Some researchers have successfully improved the traditional SNN and have applied it to time series forecasting tasks. Hong et al. [18] introduced a multi-layer pulse neural network based on the improved pulse neuron model, and learned it through the pulse time error back-propagation algorithm to achieve short-term power load forecasting. However, the feature extraction ability of traditional SNN is limited by its structure, and its prediction accuracy of RUL time series is not high enough, which cannot be comparable with that of RNN and Transformer network. Therefore, how to improve the traditional SNN for effectively predict RUL is a problem to be solved. Inspired by reference [14] , a model around a Transformer encoder is build to minimize model parameters and boost operational effectiveness. More importantly, the suggested network makes use of a brand-new, effective channel attention technique to further enhance network prediction performance.

This paper’s principal contributions are outlined as follows:

1) An improved pulse-separable convolutional network is proposed, which leverages 3 × 3 channel-by-channel convolution and 1 × 1 point-by-point convolution to effectively capture the inter-channel dependencies in multi-channel data. Additionally, an alternative gradient back propagation algorithm is employed to optimize the network performance. Furthermore, an ECA attention mechanism is incorporated to re-calibrate the pulse feature map, thereby enhancing the discriminability of the information in the prediction network.

2) A residual life prediction module with improved Transformer encoder as the core is proposed. Two encoder layers are used for stacking training, and the parallel computing power of multi-head self-attention mechanism is fully utilized to dig the dependency among input characteristics and rail degradation degree and themselves. Combined with the information processing mechanism of SNN, the two-layer encoder is improved by blending pulse maximum pooling, which preserves more degradation time sequence features and improves the accuracy of rail RUL prediction.

The other parts of this article are organized as follows. Section 2 describes the main issues. Then section 3 introduces the proposed method, and section 4 gives the experiment. Finally, conclusions are drawn in section 5.

2. Research Problem

The objective of this paper is to develop a prognostic model for estimating the RUL of a system using vibration monitoring data obtained from multi-channel sensors. Specifically, M sets of rail vibration data to train an offline prediction model, encompassing the entire degradation process from normal state to slight fault and eventually to severe fault and then to severe fault were used to train the prediction model offline, and then the trained model was used to forecast the RUL of a new rail.

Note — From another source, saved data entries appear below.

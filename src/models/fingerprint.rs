use base64::Engine;
use base64::engine::general_purpose::STANDARD_NO_PAD;
use sha1::Sha1;
use sha2::{Digest, Sha256};

/// Host key digests shown to the user before authenticating
#[derive(Debug, Clone, PartialEq, Eq)]
pub struct HostKeyFingerprints {
    /// Uppercase colon separated hex, 20 bytes
    pub sha1: String,
    /// Uppercase colon separated hex, 32 bytes
    pub sha256: String,
    /// OpenSSH style `SHA256:<base64>` of the same digest
    pub openssh_sha256: String,
}

impl HostKeyFingerprints {
    /// Hash the raw SSH wire encoding of the server's host key
    pub fn from_host_key(key_blob: &[u8]) -> Self {
        let sha1 = Sha1::digest(key_blob);
        let sha256 = Sha256::digest(key_blob);

        Self {
            sha1: to_colon_hex(&sha1),
            sha256: to_colon_hex(&sha256),
            openssh_sha256: format!("SHA256:{}", STANDARD_NO_PAD.encode(sha256)),
        }
    }

    /// Text for a confirmation dialog
    pub fn prompt_text(&self) -> String {
        format!("SHA1: {}\n\nSHA256: {}\n", self.sha1, self.sha256)
    }
}

/// `[0xde, 0xad]` → `DE:AD`
pub fn to_colon_hex(bytes: &[u8]) -> String {
    bytes
        .iter()
        .map(|b| format!("{:02X}", b))
        .collect::<Vec<_>>()
        .join(":")
}

#[cfg(test)]
mod tests {
    use super::*;

    #[test]
    fn test_colon_hex() {
        assert_eq!(to_colon_hex(&[0x00, 0x0f, 0xab, 0xff]), "00:0F:AB:FF");
        assert_eq!(to_colon_hex(&[]), "");
    }

    #[test]
    fn test_fingerprint_lengths() {
        let fp = HostKeyFingerprints::from_host_key(b"ssh-ed25519 test key blob");
        // 20 bytes → 20 pairs + 19 colons
        assert_eq!(fp.sha1.len(), 59);
        assert_eq!(fp.sha256.len(), 95);
        assert!(fp.sha1.chars().all(|c| c == ':' || c.is_ascii_digit() || c.is_ascii_uppercase()));
        assert!(fp.openssh_sha256.starts_with("SHA256:"));
    }

    #[test]
    fn test_known_digest() {
        // sha1("abc") = a9993e36...
        let fp = HostKeyFingerprints::from_host_key(b"abc");
        assert!(fp.sha1.starts_with("A9:99:3E:36"));
        // sha256("abc") = ba7816bf...
        assert!(fp.sha256.starts_with("BA:78:16:BF"));
        assert!(fp.prompt_text().contains("SHA1: A9:99"));
    }
}
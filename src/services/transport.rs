//! The seam between the forwarding engine and an SSH client library.
//!
//! [`SshBackend`] turns a connected socket into a session; [`SshTransport`]
//! is that session. A transport is not safe for concurrent calls: the engine
//! only ever touches it through `&mut self`, first during bootstrap and then
//! from inside the [`TransportActor`](super::transport_actor::TransportActor).

use crate::models::{ForwarderSettings, OfferedMethods};
use crate::utils::error::TransportError;
use async_trait::async_trait;
use std::fmt;
use tokio::net::TcpStream;

/// Backend-assigned handle for one direct-tcpip channel
#[derive(Debug, Clone, Copy, PartialEq, Eq, Hash, PartialOrd, Ord)]
pub struct ChannelId(pub u32);

impl fmt::Display for ChannelId {
    fn fmt(&self, f: &mut fmt::Formatter<'_>) -> fmt::Result {
        write!(f, "#{}", self.0)
    }
}

/// Result of a non-blocking channel write
#[derive(Debug, Clone, Copy, PartialEq, Eq)]
pub enum WriteStatus {
    /// This many bytes were accepted; may be fewer than offered
    Written(usize),
    /// Nothing accepted yet, try again
    WouldBlock,
}

/// Result of a non-blocking channel read
#[derive(Debug, Clone, PartialEq, Eq)]
pub enum ReadStatus {
    Data(Vec<u8>),
    /// No data buffered right now
    WouldBlock,
    /// The remote side sent EOF or closed the channel
    Eof,
}

#[async_trait]
pub trait SshBackend: Send + Sync + 'static {
    type Transport: SshTransport;

    /// Run the SSH handshake over an already connected socket
    async fn handshake(
        &self,
        stream: TcpStream,
        settings: &ForwarderSettings,
    ) -> Result<Self::Transport, TransportError>;

    /// Release process-wide library state after the session is gone
    fn release(&self) {}
}

#[async_trait]
pub trait SshTransport: Send + 'static {
    /// Raw SSH encoding of the server host key seen during the handshake
    fn host_key(&self) -> &[u8];

    /// True once the server accepted the `none` method or a real one
    fn is_authenticated(&self) -> bool {
        false
    }

    async fn auth_methods(&mut self, username: &str) -> Result<OfferedMethods, TransportError>;

    async fn auth_password(&mut self, username: &str, password: &str) -> Result<bool, TransportError>;

    async fn auth_public_key(
        &mut self,
        username: &str,
        private_key: &str,
        passphrase: &str,
    ) -> Result<bool, TransportError>;

    async fn open_direct_tcpip(
        &mut self,
        remote_host: &str,
        remote_port: u16,
        origin_host: &str,
        origin_port: u16,
    ) -> Result<ChannelId, TransportError>;

    async fn write(&mut self, channel: ChannelId, data: &[u8]) -> Result<WriteStatus, TransportError>;

    /// Return at most `max` buffered bytes without waiting for more
    async fn read(&mut self, channel: ChannelId, max: usize) -> Result<ReadStatus, TransportError>;

    async fn send_eof(&mut self, channel: ChannelId) -> Result<(), TransportError>;

    /// Close and forget a channel. Unknown ids are ignored.
    async fn free_channel(&mut self, channel: ChannelId);

    async fn disconnect(&mut self, description: &str);
}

In this paper, the multivariable time series prediction problem is defined as a sequence-to-sequence problem. The overall architecture for time series prediction is described before the network architecture is specified. An input sequence $(x_{1}, x_{2}, \dots, x_{T})$ was given to the time series signals, this is to predict the output $Y = (y_{1}, y_{2}, \dots, y_{T})$ , corresponding to each respective time. The primary objective of serial modeling network z, as shown in Equation (1), is to build up a mathematical relationship between the monitoring data and the rail degradation process:

$(y_{1}, y_{2}, \dots, y_{T}) = f (x_{1}, x_{2}, \dots, x_{T})$ (1)

3. The Proposed Method

Figure 1 depicts the comprehensive framework diagram of the network as presented in the paper, which is aimed at attaining a precise forecast of the rail RUL. The network is primarily comprised of two distinct components: improved pulse separable convolution coding module B and residual life prediction module C. The improved pulse separable convolution module converts time series signals into pulse signals, thereby capturing the inter-sensordata relationship and reduce the information loss in the coding process. The alternative gradient back propagation technique was utilized to improve the network, and ECA attention mechanism was added to re-calibrate the pulse feature map and highlight the useful pulse features. Then, based on the effective pulse characteristics,

Figure 1. Overall framework of improved pulse separable convolution enhanced Transformer Encoder.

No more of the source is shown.